Personal information
- Born: 21 March 1997 (age 29) Osaka Prefecture, Japan
- Height: 1.73 m (5 ft 8 in)
- Weight: 64 kg (141 lb)

Sport
- Country: Japan
- Sport: Badminton
- Handedness: Right

Men's singles
- Highest ranking: 71 (23 March 2017)
- BWF profile

Medal record
Men's badminton
Representing Japan
World Junior Championships
| Bronze medal – third place | 2014 Alor Setar | Mixed team |
Asian Junior Championships
| Bronze medal – third place | 2014 Taipei | Boys' doubles |
| Bronze medal – third place | 2014 Taipei | Mixed team |
| Bronze medal – third place | 2013 Kota Kinabalu | Mixed team |

= Hashiru Shimono =

Japanese badminton player (born 1997)

Hashiru Shimono (下農走, Shimono Hashiru) is a Japanese badminton player. In his junior career, he won three bronze medals with the Japanese national team in the team event at the 2014 World Junior Championships and the 2013 and 2014 Asian Junior Championships. He also won an individual boys' doubles bronze medal with Kanta Tsuneyama at the 2014 Asian Junior Championships.

Shimono began his senior career with the Tonami Transportation team in 2015. Initially a singles player, he won his first international title at the 2020 Estonian International.

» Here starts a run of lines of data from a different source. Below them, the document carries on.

impl SpoofDetector {
    /// Create an empty detector.
    pub fn new() -> Self {
        Self {
            ssid_macs: HashMap::new(),
            ssid_security: HashMap::new(),
            signal_history: HashMap::new(),
            alerts: HashMap::new(),
        }
    }

    /// Run all checks against one observation.
    pub fn inspect(&mut self, obs: &Observation, now: DateTime<Utc>) {
        let signal_dbm = obs.signal_dbm();
        self.check_signal_anomaly(obs, signal_dbm, now);

        self.signal_history
            .entry(obs.mac.clone())
            .or_insert_with(|| VecDeque::with_capacity(SIGNAL_HISTORY_SIZE))
            .push_back(signal_dbm);
        if let Some(history) = self.signal_history.get_mut(&obs.mac) {
            while history.len() > SIGNAL_HISTORY_SIZE {
                history.pop_front();
            }
        }

        if obs.is_hidden() {
            return;
        }

        self.ssid_macs
            .entry(obs.ssid.clone())
            .or_default()
            .insert(obs.mac.clone());
        self.ssid_security
            .entry(obs.ssid.clone())
            .or_default()
            .insert(obs.mac.clone(), obs.security.clone());

        self.check_evil_twin(obs, now);
        self.check_security_downgrade(obs, now);
        self.check_common_target(obs, now);
    }

    /// Active alerts, newest first.
    pub fn active_alerts(&self) -> Vec<&SpoofAlert> {
        let mut alerts: Vec<&SpoofAlert> =
            self.alerts.values().filter(|a| a.is_active).collect();
        alerts.sort_by(|a, b| b.last_updated.cmp(&a.last_updated));
        alerts
    }

    /// All alerts on file, dismissed included.
    pub fn alerts(&self) -> impl Iterator<Item = &SpoofAlert> {
        self.alerts.values()
    }

    /// Mark an alert inactive. Returns false when the id is unknown.
    pub fn dismiss(&mut self, alert_id: &str) -> bool {
        match self.alerts.get_mut(alert_id) {
            Some(alert) => {
                alert.dismiss();
                info!(alert_id, "spoof alert dismissed");
                true
            }
            None => false,
        }
    }

    /// Full reset, alerts included.
    pub fn clear(&mut self) {
        self.ssid_macs.clear();
        self.ssid_security.clear();
        self.signal_history.clear();
        self.alerts.clear();
    }

    // -- checks ------------------------------------------------------------

    fn check_evil_twin(&mut self, obs: &Observation, now: DateTime<Utc>) {
        let Some(macs) = self.ssid_macs.get(&obs.ssid) else {
            return;
        };
        if macs.len() < EVIL_TWIN_MIN_MACS {
            return;
        }

        let securities: HashSet<&str> = self
            .ssid_security
            .get(&obs.ssid)
            .map(|by_mac| by_mac.values().map(String::as_str).collect())
            .unwrap_or_default();
        let divergent_security = securities.len() > 1;

        // An unprotected SSID duplicated across radios is a softer target,
        // so the floor severity rises with weak security
        let weak = security::is_weak(&obs.security);
        let threat_level = if divergent_security || macs.len() > EVIL_TWIN_HIGH_MACS {
            ThreatLevel::High
        } else if macs.len() > EVIL_TWIN_MEDIUM_MACS || weak {
            ThreatLevel::Medium
        } else {
            ThreatLevel::Low
        };

        let mut mac_list: Vec<String> = macs.iter().cloned().collect();
        mac_list.sort();
        let evidence = if divergent_security {
            format!(
                "{} radios broadcast '{}' with {} different security configurations",
                mac_list.len(),
                obs.ssid,
                securities.len()
            )
        } else {
            format!("{} radios broadcast '{}'", mac_list.len(), obs.ssid)
        };

        let id = format!("evil_twin_{}", obs.ssid);
        self.raise(
            id,
            SpoofPattern::EvilTwin,
            threat_level,
            &obs.ssid,
            mac_list,
            evidence,
            now,
        );
    }

    fn check_security_downgrade(&mut self, obs: &Observation, now: DateTime<Utc>) {
        let Some(by_mac) = self.ssid_security.get(&obs.ssid) else {
            return;
        };
        if by_mac.len() < 2 {
            return;
        }

        // Majority security variant for this SSID
        let mut variant_counts: HashMap<&str, usize> = HashMap::new();
        for sec in by_mac.values() {
            *variant_counts.entry(sec.as_str()).or_default() += 1;
        }
        let Some((majority, _)) = variant_counts
            .iter()
            .max_by_key(|(variant, count)| (**count, std::cmp::Reverse(*variant)))
            .map(|(variant, count)| (*variant, *count))
        else {
            return;
        };

        let own_strength = security::security_strength(&obs.security);
        let majority_strength = security::security_strength(majority);
        let own_variant_count = variant_counts.get(obs.security.as_str()).copied().unwrap_or(0);

        if own_strength < majority_strength && own_variant_count < EVIL_TWIN_MIN_MACS {
            let threat_level = if SecurityRating::from_descriptor(&obs.security)
                <= SecurityRating::Weak
            {
                ThreatLevel::High
            } else {
                ThreatLevel::Medium
            };
            let id = format!("downgrade_{}_{}", obs.ssid, obs.mac);
            let evidence = format!(
                "'{}' normally advertises {} but {} offers {}",
                obs.ssid, majority, obs.mac, obs.security
            );
            warn!(ssid = %obs.ssid, mac = %obs.mac, "security downgrade detected");
            self.raise(
                id,
                SpoofPattern::SecurityDowngrade,
                threat_level,
                &obs.ssid,
                vec![obs.mac.clone()],
                evidence,
                now,
            );
        }
    }

    fn check_signal_anomaly(&mut self, obs: &Observation, signal_dbm: f64, now: DateTime<Utc>) {
        let Some(previous) = self
            .signal_history
            .get(&obs.mac)
            .and_then(|h| h.back())
            .copied()
        else {
            return;
        };
        let delta = (signal_dbm - previous).abs();
        if delta <= SIGNAL_ANOMALY_DELTA_DB {
            return;
        }

        let id = format!("anomaly_{}_{}", obs.mac, obs.timestamp.timestamp());
        let evidence = format!(
            "{} jumped {:.0} dB between consecutive samples ({:.0} -> {:.0} dBm)",
            obs.mac, delta, previous, signal_dbm
        );
        self.raise(
            id,
            SpoofPattern::SignalAnomaly,
            ThreatLevel::Medium,
            &obs.ssid,
            vec![obs.mac.clone()],
            evidence,
            now,
        );
    }

    fn check_common_target(&mut self, obs: &Observation, now: DateTime<Utc>) {
        let lowered = obs.ssid.to_ascii_lowercase();
        let matched = COMMON_TARGET_SSIDS
            .iter()
            .any(|target| lowered.contains(target));
        if !matched {
            return;
        }
        // Only weakly secured or open impostors are worth an alert
        let open = security::is_open(&obs.security);
        if !open && !security::is_weak(&obs.security) {
            return;
        }

        let threat_level = if open {
            ThreatLevel::Medium
        } else {
            ThreatLevel::Low
        };
        let id = format!("target_{}_{}", obs.ssid, obs.mac);
        let evidence = format!(
            "'{}' matches a commonly impersonated SSID and offers {} security",
            obs.ssid,
            if open { "no" } else { "weak" }
        );
        self.raise(
            id,
            SpoofPattern::CommonTargetSsid,
            threat_level,
            &obs.ssid,
            vec![obs.mac.clone()],
            evidence,
            now,
        );
    }

    #[allow(clippy::too_many_arguments)]
    fn raise(
        &mut self,
        id: String,
        pattern: SpoofPattern,
        threat_level: ThreatLevel,
        ssid: &str,
        macs: Vec<String>,
        evidence: String,
        now: DateTime<Utc>,
    ) {
        match self.alerts.get_mut(&id) {
            Some(existing) if existing.is_active => {
                existing.refresh(threat_level, macs, vec![evidence], now);
            }
            Some(_) => {
                // Dismissed alerts stay dismissed
            }
            None => {
                warn!(
                    alert_id = %id,
                    pattern = ?pattern,
                    level = ?threat_level,
                    "spoof alert raised"
                );
                self.alerts.insert(
                    id.clone(),
                    SpoofAlert::new(
                        id,
                        pattern,
                        threat_level,
                        ssid.to_string(),
                        macs,
                        vec![evidence],
                        now,
                    ),
                );
            }
        }
    }
}
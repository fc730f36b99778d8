//! Observation input records and signal-strength conversion.
//!
//! An `Observation` is one sighting of one access point in one scan cycle,
//! handed to the engine by the capture layer. It is ephemeral: the engine
//! summarizes it into longer-lived records and never stores it verbatim.

use chrono::{DateTime, Utc};
use serde::{Deserialize, Serialize};

/// dBm value corresponding to 0% signal.
pub const SIGNAL_FLOOR_DBM: f64 = -90.0;

/// dBm value corresponding to 100% signal.
pub const SIGNAL_CEILING_DBM: f64 = -30.0;

// ---------------------------------------------------------------------------
// Band
// ---------------------------------------------------------------------------

/// WiFi frequency band.
#[derive(Debug, Clone, Copy, PartialEq, Eq, Hash, Serialize, Deserialize)]
pub enum Band {
    /// 2.4 GHz (channels 1-14).
    Band2_4,
    /// 5 GHz (channels 36-177).
    Band5,
    /// 6 GHz (only reported via an explicit band hint from the capture layer).
    Band6,
    /// Band could not be determined.
    Unknown,
}

impl Band {
    /// Infer the band from an 802.11 channel number.
    pub fn from_channel(channel: u16) -> Self {
        match channel {
            1..=14 => Band::Band2_4,
            15..=177 => Band::Band5,
            _ => Band::Unknown,
        }
    }

    /// Parse a free-form band hint from the capture layer ("2.4", "5GHz", ...).
    pub fn from_hint(hint: &str) -> Self {
        let h = hint.to_ascii_lowercase();
        if h.contains("6g") || h.starts_with('6') {
            Band::Band6
        } else if h.contains("5g") || h.starts_with('5') {
            Band::Band5
        } else if h.contains("2.4") || h.starts_with('2') {
            Band::Band2_4
        } else {
            Band::Unknown
        }
    }

    /// Approximate carrier frequency in MHz, used by free-space path loss.
    pub fn frequency_mhz(self) -> f64 {
        match self {
            Band::Band2_4 => 2437.0,
            Band::Band5 => 5500.0,
            Band::Band6 => 6500.0,
            Band::Unknown => 2437.0,
        }
    }

    /// Human-readable label.
    pub fn label(self) -> &'static str {
        match self {
            Band::Band2_4 => "2.4GHz",
            Band::Band5 => "5GHz",
            Band::Band6 => "6GHz",
            Band::Unknown => "unknown",
        }
    }
}

// ---------------------------------------------------------------------------
// Signal conversion
// ---------------------------------------------------------------------------

/// Convert a signal percentage (0-100) to dBm.
///
/// Linear map between [`SIGNAL_FLOOR_DBM`] (0%) and [`SIGNAL_CEILING_DBM`]
/// (100%), clamped at both ends.
pub fn percent_to_dbm(percent: f64) -> f64 {
    let p = percent.clamp(0.0, 100.0);
    SIGNAL_FLOOR_DBM + (p / 100.0) * (SIGNAL_CEILING_DBM - SIGNAL_FLOOR_DBM)
}

/// Convert a dBm reading to a signal percentage (0-100), clamped.
pub fn dbm_to_percent(dbm: f64) -> f64 {
    let span = SIGNAL_CEILING_DBM - SIGNAL_FLOOR_DBM;
    (((dbm - SIGNAL_FLOOR_DBM) / span) * 100.0).clamp(0.0, 100.0)
}

/// Coarse signal quality label derived from dBm.
#[derive(Debug, Clone, Copy, PartialEq, Eq, Serialize, Deserialize)]
pub enum SignalQuality {
    /// -30 dBm or better.
    Excellent,
    /// -50 dBm or better.
    VeryGood,
    /// -60 dBm or better.
    Good,
    /// -70 dBm or better.
    Fair,
    /// -80 dBm or better.
    Weak,
    /// Below -80 dBm.
    VeryWeak,
}

impl SignalQuality {
    /// Classify a dBm reading.
    pub fn from_dbm(dbm: f64) -> Self {
        if dbm >= -30.0 {
            SignalQuality::Excellent
        } else if dbm >= -50.0 {
            SignalQuality::VeryGood
        } else if dbm >= -60.0 {
            SignalQuality::Good
        } else if dbm >= -70.0 {
            SignalQuality::Fair
        } else if dbm >= -80.0 {
            SignalQuality::Weak
        } else {
            SignalQuality::VeryWeak
        }
    }

    /// Human-readable label.
    pub fn label(self) -> &'static str {
        match self {
            SignalQuality::Excellent => "excellent",
            SignalQuality::VeryGood => "very good",
            SignalQuality::Good => "good",
            SignalQuality::Fair => "fair",
            SignalQuality::Weak => "weak",
            SignalQuality::VeryWeak => "very weak",
        }
    }
}

// ---------------------------------------------------------------------------
// Observation
// ---------------------------------------------------------------------------

/// One sighting of one access point, supplied by the capture layer.
///
/// Fields arrive pre-validated syntactically (MAC format, channel range,
/// RSSI bounds). Missing vendor/ssid/band degrade to neutral defaults.
#[derive(Debug, Clone, Serialize, Deserialize)]
pub struct Observation {
    /// Hardware address of the access point (uppercase, colon-separated).
    pub mac: String,
    /// Broadcast network name. Empty means hidden.
    pub ssid: String,
    /// Signal strength as a percentage (0-100).
    pub signal_percent: f64,
    /// 802.11 channel number.
    pub channel: u16,
    /// Security descriptor string as reported ("WPA2-Personal", "Open", ...).
    pub security: String,
    /// Vendor string if the capture layer resolved one, else empty.
    pub vendor: String,
    /// Band hint from the capture layer, else empty.
    pub band: String,
    /// When the sighting was made.
    pub timestamp: DateTime<Utc>,
}

impl Observation {
    /// Signal strength in dBm.
    pub fn signal_dbm(&self) -> f64 {
        percent_to_dbm(self.signal_percent)
    }

    /// The frequency band, preferring the explicit hint over the channel.
    pub fn resolved_band(&self) -> Band {
        let hinted = Band::from_hint(&self.band);
        if hinted != Band::Unknown {
            hinted
        } else {
            Band::from_channel(self.channel)
        }
    }

    /// Whether this device broadcasts no SSID.
    pub fn is_hidden(&self) -> bool {
        self.ssid.trim().is_empty()
    }

    /// The OUI prefix of the MAC (first three octets), uppercase.
    pub fn oui(&self) -> String {
        oui_prefix(&self.mac)
    }
}

/// Extract the uppercase OUI prefix (first three octets) from a MAC string.
pub fn oui_prefix(mac: &str) -> String {
    let normalized = mac.to_ascii_uppercase().replace('-', ":");
    let parts: Vec<&str> = normalized.split(':').collect();
    if parts.len() >= 3 {
        format!("{}:{}:{}", parts[0], parts[1], parts[2])
    } else {
        normalized.chars().take(8).collect()
    }
}
//! Per-device signal stability tracking.
//!
//! Each tracked MAC keeps a bounded ring buffer of recent readings. Every
//! sample recomputes jitter (stdev), a rating with score, a short-window
//! trend, and an anomaly flag.

use std::collections::{HashMap, HashSet, VecDeque};

use chrono::{DateTime, Utc};
use serde::{Deserialize, Serialize};

use crate::stats;

/// Ring buffer capacity per MAC.
pub const HISTORY_SIZE: usize = 60;

/// Samples required before a non-default rating is reported.
pub const MIN_SAMPLES_FOR_RATING: usize = 5;

/// Single-sample delta (dB) that flags an anomaly.
const ANOMALY_DELTA_DB: f64 = 25.0;

/// Distinct MACs sharing one SSID beyond which an anomaly is flagged.
const SHARED_SSID_LIMIT: usize = 3;

// ---------------------------------------------------------------------------
// Ratings
// ---------------------------------------------------------------------------

/// Stability rating derived from jitter.
#[derive(Debug, Clone, Copy, PartialEq, Eq, Serialize, Deserialize)]
pub enum StabilityRating {
    /// Jitter at or below 1 dB.
    RockSolid,
    /// Jitter at or below 3 dB.
    Stable,
    /// Jitter at or below 6 dB.
    Moderate,
    /// Jitter at or below 10 dB.
    Unstable,
    /// Anything worse.
    Erratic,
    /// Not enough samples yet.
    Unrated,
}

impl StabilityRating {
    fn from_jitter(jitter: f64) -> (Self, f64) {
        if jitter <= 1.0 {
            (StabilityRating::RockSolid, 95.0)
        } else if jitter <= 3.0 {
            (StabilityRating::Stable, 80.0)
        } else if jitter <= 6.0 {
            (StabilityRating::Moderate, 60.0)
        } else if jitter <= 10.0 {
            (StabilityRating::Unstable, 35.0)
        } else {
            (StabilityRating::Erratic, 15.0)
        }
    }

    /// Human-readable label.
    pub fn label(self) -> &'static str {
        match self {
            StabilityRating::RockSolid => "rock solid",
            StabilityRating::Stable => "stable",
            StabilityRating::Moderate => "moderate",
            StabilityRating::Unstable => "unstable",
            StabilityRating::Erratic => "erratic",
            StabilityRating::Unrated => "unrated",
        }
    }
}

/// Short-window signal trend.
#[derive(Debug, Clone, Copy, PartialEq, Eq, Serialize, Deserialize)]
pub enum SignalTrend {
    /// Mean of the newer half is more than 3 dB above the older half.
    Improving,
    /// Mean of the newer half is more than 3 dB below the older half.
    Declining,
    /// High jitter masks any direction.
    Fluctuating,
    /// No material change.
    Steady,
    /// Not enough samples.
    Unknown,
}

/// Stability metrics for one device at one instant.
#[derive(Debug, Clone, Serialize, Deserialize)]
pub struct StabilityMetrics {
    /// Standard deviation of the buffered readings (dB).
    pub jitter: f64,
    /// Rating bucket.
    pub rating: StabilityRating,
    /// Stability score, 0-100.
    pub score: f64,
    /// Short-window trend.
    pub trend: SignalTrend,
    /// Jitter relative to the mean, as a percentage.
    pub volatility_percent: f64,
    /// min/max spread of the buffer (dB).
    pub range: f64,
    /// Anomaly description, if one was detected on this sample.
    pub anomaly: Option<String>,
    /// Number of buffered samples.
    pub sample_count: usize,
}

impl Default for StabilityMetrics {
    fn default() -> Self {
        Self {
            jitter: 0.0,
            rating: StabilityRating::Unrated,
            score: 50.0,
            trend: SignalTrend::Unknown,
            volatility_percent: 0.0,
            range: 0.0,
            anomaly: None,
            sample_count: 0,
        }
    }
}

// ---------------------------------------------------------------------------
// StabilityTracker
// ---------------------------------------------------------------------------

/// Tracks signal stability per MAC.
#[derive(Debug, Default)]
pub struct StabilityTracker {
    histories: HashMap<String, VecDeque<(DateTime<Utc>, f64)>>,
    ssid_members: HashMap<String, HashSet<String>>,
    last_metrics: HashMap<String, StabilityMetrics>,
}

impl StabilityTracker {
    /// Create an empty tracker.
    pub fn new() -> Self {
        Self::default()
    }

    /// Record one reading and recompute metrics for the MAC.
    pub fn record(
        &mut self,
        mac: &str,
        ssid: &str,
        signal_dbm: f64,
        timestamp: DateTime<Utc>,
    ) -> StabilityMetrics {
        let history = self
            .histories
            .entry(mac.to_string())
            .or_insert_with(|| VecDeque::with_capacity(HISTORY_SIZE));
        if history.len() >= HISTORY_SIZE {
            history.pop_front();
        }
        history.push_back((timestamp, signal_dbm));

        if !ssid.trim().is_empty() {
            self.ssid_members
                .entry(ssid.to_string())
                .or_default()
                .insert(mac.to_string());
        }

        let metrics = self.compute(mac, ssid);
        self.last_metrics.insert(mac.to_string(), metrics.clone());
        metrics
    }

    /// Most recent metrics for a MAC, if any.
    pub fn metrics(&self, mac: &str) -> Option<&StabilityMetrics> {
        self.last_metrics.get(mac)
    }

    /// The stability score for a MAC, 50.0 when untracked.
    pub fn score(&self, mac: &str) -> f64 {
        self.last_metrics.get(mac).map(|m| m.score).unwrap_or(50.0)
    }

    /// Drop one MAC's state.
    pub fn forget(&mut self, mac: &str) {
        self.histories.remove(mac);
        self.last_metrics.remove(mac);
        for members in self.ssid_members.values_mut() {
            members.remove(mac);
        }
    }

    /// Full reset.
    pub fn clear(&mut self) {
        self.histories.clear();
        self.ssid_members.clear();
        self.last_metrics.clear();
    }

    fn compute(&self, mac: &str, ssid: &str) -> StabilityMetrics {
        let values: Vec<f64> = match self.histories.get(mac) {
            Some(history) => history.iter().map(|(_, v)| *v).collect(),
            None => return StabilityMetrics::default(),
        };

        if values.len() < MIN_SAMPLES_FOR_RATING {
            return StabilityMetrics {
                sample_count: values.len(),
                ..StabilityMetrics::default()
            };
        }

        let jitter = stats::std_dev(&values);
        let mean = stats::mean(&values);
        let range = stats::range(&values);

        let (rating, mut score) = StabilityRating::from_jitter(jitter);
        if range > 20.0 {
            score -= 15.0;
        } else if range > 10.0 {
            score -= 5.0;
        }
        score = score.max(10.0);

        let volatility = if mean.abs() > f64::EPSILON {
            (jitter / mean.abs()) * 100.0
        } else {
            0.0
        };

        let trend = trend_of(&values, jitter);
        let anomaly = self.detect_anomaly(&values, ssid);

        StabilityMetrics {
            jitter,
            rating,
            score,
            trend,
            volatility_percent: volatility,
            range,
            anomaly,
            sample_count: values.len(),
        }
    }

    fn detect_anomaly(&self, values: &[f64], ssid: &str) -> Option<String> {
        if values.len() >= 2 {
            let delta = (values[values.len() - 1] - values[values.len() - 2]).abs();
            if delta > ANOMALY_DELTA_DB {
                return Some(format!("signal jumped {delta:.0} dB in one sample"));
            }
        }
        if !ssid.trim().is_empty() {
            if let Some(members) = self.ssid_members.get(ssid) {
                if members.len() > SHARED_SSID_LIMIT {
                    return Some(format!(
                        "{} distinct MACs broadcast SSID '{ssid}'",
                        members.len()
                    ));
                }
            }
        }
        None
    }
}

fn trend_of(values: &[f64], jitter: f64) -> SignalTrend {
    let skip = values.len().saturating_sub(10);
    let window = &values[skip..];
    if window.len() < 4 {
        return SignalTrend::Unknown;
    }
    let mid = window.len() / 2;
    let older = stats::mean(&window[..mid]);
    let newer = stats::mean(&window[mid..]);
    let diff = newer - older;
    if diff > 3.0 {
        SignalTrend::Improving
    } else if diff < -3.0 {
        SignalTrend::Declining
    } else if jitter > 10.0 {
        SignalTrend::Fluctuating
    } else {
        SignalTrend::Steady
    }
}
use std::path::PathBuf;
use std::time::Duration;

use serde::{Deserialize, Serialize};

pub const DEFAULT_MAX_CONSECUTIVE_AUTO_REPLY: usize = 100;
pub const DEFAULT_CODE_TIMEOUT_SECS: u64 = 60;

#[derive(Debug, Clone, PartialEq, Serialize, Deserialize)]
pub struct LocalExecutorConfig {
    /// Runs happen in a fresh temporary directory when unset.
    pub work_dir: Option<PathBuf>,
    pub timeout: Duration,
}

impl Default for LocalExecutorConfig {
    fn default() -> Self {
        Self {
            work_dir: None,
            timeout: Duration::from_secs(DEFAULT_CODE_TIMEOUT_SECS),
        }
    }
}

#[derive(Debug, Clone, PartialEq, Default, Serialize, Deserialize)]
pub enum CodeExecutionConfig {
    #[default]
    Disabled,
    Local(LocalExecutorConfig),
}

impl CodeExecutionConfig {
    pub fn is_enabled(&self) -> bool {
        !matches!(self, CodeExecutionConfig::Disabled)
    }
}

#[derive(Debug, Clone, Copy, PartialEq, Eq, Default, Serialize, Deserialize)]
pub enum HumanInputMode {
    #[default]
    Never,
    /// Ask on the terminal before every reply.
    Always,
}

#[derive(Debug, Clone, PartialEq, Serialize, Deserialize)]
pub struct UserProxyConfig {
    pub code_execution: CodeExecutionConfig,
    pub human_input_mode: HumanInputMode,
    pub max_consecutive_auto_reply: usize,
}

impl Default for UserProxyConfig {
    fn default() -> Self {
        Self {
            code_execution: CodeExecutionConfig::Disabled,
            human_input_mode: HumanInputMode::Never,
            max_consecutive_auto_reply: DEFAULT_MAX_CONSECUTIVE_AUTO_REPLY,
        }
    }
}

After shifting his focus to doubles in 2022, he was the runner-up in men's doubles at the 2022 Canadian International with Mahiro Kaneko, and in mixed doubles at the 2023 Northern Marianas Open with Miku Shigeta. He has been affiliated with the Kanazawa Gakuin Club since 2024.

== Early career ==
Hashiru Shimono began his badminton career at age six. He received early training and education at Uriwari Nishi SSC, Daito Junior High School, and Higashi Osaka University Kashiwara High School. From 2012 to 2014, Shimono was a member of the Japan U-19 junior national team and part of three bronze medal-winning mixed teams at the 2013 and 2014 Asian Junior Championships, and at the 2014 World Junior Championships.

During his junior career, Shimono partnered with Kanta Tsuneyama in boys' doubles. The pair won a bronze medal at the 2014 Asian Junior Championships. They won two major Japanese national titles, defeating Kenya Mitsuhashi and Yuta Watanabe in the finals of both the 2013 All Japan Junior Championship and the 2014 Inter-High School Championships.

== Career ==
Shimono began his professional career in 2015, joining the Tonami Transportation badminton team. From 2014 to 2021, he was a member of the Japan national B team, except for in 2018. He transferred to the Kanazawa Gakuin Club for the 2024 season.

=== Singles career ===
Shimono achieved his first senior international title at the 2020 Estonian International, where he defeated Lucas Claerbout in the final. On the BWF World Tour, his best result was reaching the semifinals at the 2019 Akita Masters Super 100. On the BWF International Challenge circuit, he was a semifinalist at the 2016 Polish Open, the 2018 South Australia International, and the 2019 Osaka International. Shimono achieved a career-high singles ranking of world No. 71 on 23 March 2017.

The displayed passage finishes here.